BEGIN Provided records

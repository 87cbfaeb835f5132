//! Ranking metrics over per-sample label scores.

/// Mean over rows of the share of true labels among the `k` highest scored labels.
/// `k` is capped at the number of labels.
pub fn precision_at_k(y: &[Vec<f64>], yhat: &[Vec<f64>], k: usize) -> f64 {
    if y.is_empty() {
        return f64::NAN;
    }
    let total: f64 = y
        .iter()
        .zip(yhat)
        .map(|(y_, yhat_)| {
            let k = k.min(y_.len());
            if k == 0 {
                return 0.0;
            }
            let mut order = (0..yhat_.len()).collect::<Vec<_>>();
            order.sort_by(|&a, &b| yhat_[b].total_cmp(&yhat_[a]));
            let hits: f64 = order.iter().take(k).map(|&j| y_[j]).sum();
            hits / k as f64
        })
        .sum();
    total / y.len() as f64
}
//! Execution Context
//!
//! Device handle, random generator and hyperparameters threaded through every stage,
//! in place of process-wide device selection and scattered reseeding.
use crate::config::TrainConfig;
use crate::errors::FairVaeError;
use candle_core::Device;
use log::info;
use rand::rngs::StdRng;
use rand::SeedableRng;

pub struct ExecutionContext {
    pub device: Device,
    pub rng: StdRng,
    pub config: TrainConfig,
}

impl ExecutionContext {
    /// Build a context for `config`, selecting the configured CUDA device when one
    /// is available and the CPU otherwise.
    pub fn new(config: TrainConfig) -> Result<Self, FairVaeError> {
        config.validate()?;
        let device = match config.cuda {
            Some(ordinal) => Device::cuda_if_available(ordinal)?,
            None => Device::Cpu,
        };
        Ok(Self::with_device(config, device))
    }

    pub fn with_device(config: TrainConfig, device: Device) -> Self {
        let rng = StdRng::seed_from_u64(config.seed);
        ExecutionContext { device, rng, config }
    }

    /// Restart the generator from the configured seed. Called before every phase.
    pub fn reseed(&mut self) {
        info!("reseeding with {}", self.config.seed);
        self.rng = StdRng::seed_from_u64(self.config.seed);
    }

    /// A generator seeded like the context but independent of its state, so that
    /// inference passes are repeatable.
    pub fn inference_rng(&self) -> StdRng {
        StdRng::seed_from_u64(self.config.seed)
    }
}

END Provided records
BEGIN Provided records

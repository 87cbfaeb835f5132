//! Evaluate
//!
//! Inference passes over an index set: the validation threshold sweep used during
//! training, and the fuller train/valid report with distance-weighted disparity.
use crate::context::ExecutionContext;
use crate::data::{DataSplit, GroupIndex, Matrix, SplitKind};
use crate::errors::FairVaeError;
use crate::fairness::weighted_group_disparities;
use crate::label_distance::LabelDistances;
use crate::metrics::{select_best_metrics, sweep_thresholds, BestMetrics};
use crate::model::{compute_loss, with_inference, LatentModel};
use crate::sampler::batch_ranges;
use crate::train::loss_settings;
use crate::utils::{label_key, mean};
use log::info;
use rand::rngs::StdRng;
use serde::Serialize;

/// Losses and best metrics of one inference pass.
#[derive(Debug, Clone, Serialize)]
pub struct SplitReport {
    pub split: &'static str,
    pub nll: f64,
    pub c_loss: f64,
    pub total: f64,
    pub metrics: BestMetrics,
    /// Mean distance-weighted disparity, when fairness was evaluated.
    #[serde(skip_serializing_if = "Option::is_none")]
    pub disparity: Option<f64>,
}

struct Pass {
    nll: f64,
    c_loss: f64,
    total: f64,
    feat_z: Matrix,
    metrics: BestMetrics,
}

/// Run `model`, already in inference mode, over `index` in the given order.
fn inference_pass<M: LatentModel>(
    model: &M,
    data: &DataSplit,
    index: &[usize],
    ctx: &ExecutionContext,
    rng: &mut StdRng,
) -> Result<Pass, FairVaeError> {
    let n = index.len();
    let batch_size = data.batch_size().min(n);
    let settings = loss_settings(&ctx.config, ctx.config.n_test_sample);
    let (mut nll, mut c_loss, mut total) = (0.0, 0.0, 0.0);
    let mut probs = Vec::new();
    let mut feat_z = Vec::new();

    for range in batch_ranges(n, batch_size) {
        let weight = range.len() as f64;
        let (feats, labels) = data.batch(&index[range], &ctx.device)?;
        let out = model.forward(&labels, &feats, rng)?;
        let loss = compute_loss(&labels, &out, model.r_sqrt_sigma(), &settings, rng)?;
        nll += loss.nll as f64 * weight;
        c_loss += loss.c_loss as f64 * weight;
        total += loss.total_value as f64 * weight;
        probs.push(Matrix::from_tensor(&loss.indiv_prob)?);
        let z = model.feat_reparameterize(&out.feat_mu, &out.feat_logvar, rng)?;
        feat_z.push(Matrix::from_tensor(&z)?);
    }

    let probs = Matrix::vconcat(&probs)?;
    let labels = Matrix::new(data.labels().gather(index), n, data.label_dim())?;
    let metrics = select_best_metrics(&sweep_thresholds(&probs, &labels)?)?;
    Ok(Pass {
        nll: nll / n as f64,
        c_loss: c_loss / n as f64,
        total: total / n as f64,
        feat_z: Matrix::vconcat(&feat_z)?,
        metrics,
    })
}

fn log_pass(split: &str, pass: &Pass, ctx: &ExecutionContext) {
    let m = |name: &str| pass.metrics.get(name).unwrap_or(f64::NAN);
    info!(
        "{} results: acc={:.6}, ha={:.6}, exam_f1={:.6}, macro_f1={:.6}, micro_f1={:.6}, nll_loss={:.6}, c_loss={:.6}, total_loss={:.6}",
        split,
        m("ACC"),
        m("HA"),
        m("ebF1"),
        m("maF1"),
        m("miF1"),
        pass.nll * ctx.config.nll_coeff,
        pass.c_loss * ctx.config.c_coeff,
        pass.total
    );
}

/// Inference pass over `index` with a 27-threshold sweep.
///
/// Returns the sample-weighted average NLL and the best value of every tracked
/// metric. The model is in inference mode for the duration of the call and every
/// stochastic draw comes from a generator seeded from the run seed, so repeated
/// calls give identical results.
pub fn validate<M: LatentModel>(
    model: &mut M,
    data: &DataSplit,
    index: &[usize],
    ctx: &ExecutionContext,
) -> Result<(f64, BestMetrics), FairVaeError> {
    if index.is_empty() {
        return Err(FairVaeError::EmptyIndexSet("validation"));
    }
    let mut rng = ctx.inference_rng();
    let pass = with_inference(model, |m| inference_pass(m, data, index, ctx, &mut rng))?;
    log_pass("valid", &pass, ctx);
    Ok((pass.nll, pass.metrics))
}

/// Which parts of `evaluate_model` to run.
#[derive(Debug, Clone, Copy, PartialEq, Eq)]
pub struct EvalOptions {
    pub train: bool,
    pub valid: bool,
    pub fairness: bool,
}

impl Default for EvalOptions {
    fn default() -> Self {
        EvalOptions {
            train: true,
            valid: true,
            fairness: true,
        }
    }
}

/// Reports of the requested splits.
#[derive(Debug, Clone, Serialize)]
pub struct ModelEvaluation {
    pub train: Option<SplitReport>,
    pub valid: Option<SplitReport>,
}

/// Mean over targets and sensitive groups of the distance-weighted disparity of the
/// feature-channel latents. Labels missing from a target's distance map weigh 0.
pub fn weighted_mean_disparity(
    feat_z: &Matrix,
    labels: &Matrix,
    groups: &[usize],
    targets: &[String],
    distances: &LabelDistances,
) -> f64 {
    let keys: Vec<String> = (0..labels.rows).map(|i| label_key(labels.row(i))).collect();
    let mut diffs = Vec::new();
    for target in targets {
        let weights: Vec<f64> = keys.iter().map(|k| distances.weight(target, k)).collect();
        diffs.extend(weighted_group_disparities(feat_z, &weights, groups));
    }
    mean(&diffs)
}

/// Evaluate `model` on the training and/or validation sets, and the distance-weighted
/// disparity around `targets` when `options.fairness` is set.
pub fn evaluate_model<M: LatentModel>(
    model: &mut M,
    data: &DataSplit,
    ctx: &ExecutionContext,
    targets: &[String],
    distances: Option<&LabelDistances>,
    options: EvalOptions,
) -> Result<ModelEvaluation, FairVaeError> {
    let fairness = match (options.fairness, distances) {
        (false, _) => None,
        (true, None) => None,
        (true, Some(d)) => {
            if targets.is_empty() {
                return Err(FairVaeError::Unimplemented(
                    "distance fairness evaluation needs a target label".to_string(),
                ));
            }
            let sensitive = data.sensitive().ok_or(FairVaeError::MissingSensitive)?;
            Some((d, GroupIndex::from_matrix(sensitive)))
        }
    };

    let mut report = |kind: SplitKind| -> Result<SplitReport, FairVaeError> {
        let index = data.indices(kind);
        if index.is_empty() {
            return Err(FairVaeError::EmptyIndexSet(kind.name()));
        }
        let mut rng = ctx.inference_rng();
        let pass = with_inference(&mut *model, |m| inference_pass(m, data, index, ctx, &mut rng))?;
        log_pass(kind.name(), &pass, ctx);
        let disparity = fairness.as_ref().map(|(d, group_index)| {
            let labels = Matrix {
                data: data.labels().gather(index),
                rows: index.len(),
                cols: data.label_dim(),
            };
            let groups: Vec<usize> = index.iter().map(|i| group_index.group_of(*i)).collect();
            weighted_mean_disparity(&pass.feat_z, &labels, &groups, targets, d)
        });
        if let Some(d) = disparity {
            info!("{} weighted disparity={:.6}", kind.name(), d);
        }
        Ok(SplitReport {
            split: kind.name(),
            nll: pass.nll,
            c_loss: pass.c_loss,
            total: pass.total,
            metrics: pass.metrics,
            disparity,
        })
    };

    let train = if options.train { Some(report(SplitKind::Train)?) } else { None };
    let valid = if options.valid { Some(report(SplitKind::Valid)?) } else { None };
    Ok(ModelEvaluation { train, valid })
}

END Provided records
BEGIN Provided records

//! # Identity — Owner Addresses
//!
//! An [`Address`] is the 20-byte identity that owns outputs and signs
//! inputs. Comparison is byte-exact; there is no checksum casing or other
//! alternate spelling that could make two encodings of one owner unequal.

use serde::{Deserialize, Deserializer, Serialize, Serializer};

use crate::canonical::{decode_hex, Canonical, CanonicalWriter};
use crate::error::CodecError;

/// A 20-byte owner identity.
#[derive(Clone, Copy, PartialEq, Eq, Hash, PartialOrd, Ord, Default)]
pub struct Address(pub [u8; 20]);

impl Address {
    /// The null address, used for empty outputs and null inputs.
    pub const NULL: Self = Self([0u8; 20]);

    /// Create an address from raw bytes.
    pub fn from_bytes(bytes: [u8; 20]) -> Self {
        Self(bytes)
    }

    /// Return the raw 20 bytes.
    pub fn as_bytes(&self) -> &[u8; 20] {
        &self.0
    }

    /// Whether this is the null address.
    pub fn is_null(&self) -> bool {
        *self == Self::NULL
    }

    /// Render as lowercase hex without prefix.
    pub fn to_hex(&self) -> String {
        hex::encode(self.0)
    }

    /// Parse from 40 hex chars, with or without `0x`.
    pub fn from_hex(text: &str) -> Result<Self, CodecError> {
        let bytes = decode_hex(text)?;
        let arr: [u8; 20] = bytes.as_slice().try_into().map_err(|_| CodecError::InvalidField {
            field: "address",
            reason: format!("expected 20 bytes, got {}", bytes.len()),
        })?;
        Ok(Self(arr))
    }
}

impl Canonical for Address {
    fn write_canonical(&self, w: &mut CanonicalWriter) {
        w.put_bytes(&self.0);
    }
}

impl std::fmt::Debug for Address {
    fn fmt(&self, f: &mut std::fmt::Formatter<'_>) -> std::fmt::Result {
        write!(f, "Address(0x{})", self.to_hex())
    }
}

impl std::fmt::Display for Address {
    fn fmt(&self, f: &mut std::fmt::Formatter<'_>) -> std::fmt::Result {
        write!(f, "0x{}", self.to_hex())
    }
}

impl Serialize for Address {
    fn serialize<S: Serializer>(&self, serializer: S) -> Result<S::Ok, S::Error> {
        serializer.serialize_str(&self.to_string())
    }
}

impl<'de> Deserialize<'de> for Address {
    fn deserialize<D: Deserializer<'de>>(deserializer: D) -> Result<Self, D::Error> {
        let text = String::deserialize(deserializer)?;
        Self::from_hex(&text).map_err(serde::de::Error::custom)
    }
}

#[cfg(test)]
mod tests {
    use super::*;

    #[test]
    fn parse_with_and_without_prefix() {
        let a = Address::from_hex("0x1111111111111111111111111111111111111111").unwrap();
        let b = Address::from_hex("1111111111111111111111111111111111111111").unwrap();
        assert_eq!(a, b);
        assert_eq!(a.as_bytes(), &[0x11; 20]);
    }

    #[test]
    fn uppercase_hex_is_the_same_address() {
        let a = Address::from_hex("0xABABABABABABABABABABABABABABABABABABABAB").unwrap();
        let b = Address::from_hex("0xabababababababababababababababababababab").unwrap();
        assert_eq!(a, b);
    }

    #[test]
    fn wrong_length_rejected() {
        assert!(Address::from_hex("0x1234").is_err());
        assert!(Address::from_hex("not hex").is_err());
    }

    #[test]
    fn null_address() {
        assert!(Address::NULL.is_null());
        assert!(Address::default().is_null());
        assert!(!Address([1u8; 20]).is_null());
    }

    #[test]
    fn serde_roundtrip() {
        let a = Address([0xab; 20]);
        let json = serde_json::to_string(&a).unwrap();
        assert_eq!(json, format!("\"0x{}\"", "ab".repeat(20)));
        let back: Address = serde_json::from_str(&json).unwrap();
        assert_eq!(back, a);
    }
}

END Provided records

■ **Aim of the task**:
Copy out each line of the listing that holds the word "generator".

■ **Task output**:
//! Device handle, random generator and hyperparameters threaded through every stage,
    /// Restart the generator from the configured seed. Called before every phase.
    /// A generator seeded like the context but independent of its state, so that
/// stochastic draw comes from a generator seeded from the run seed, so repeated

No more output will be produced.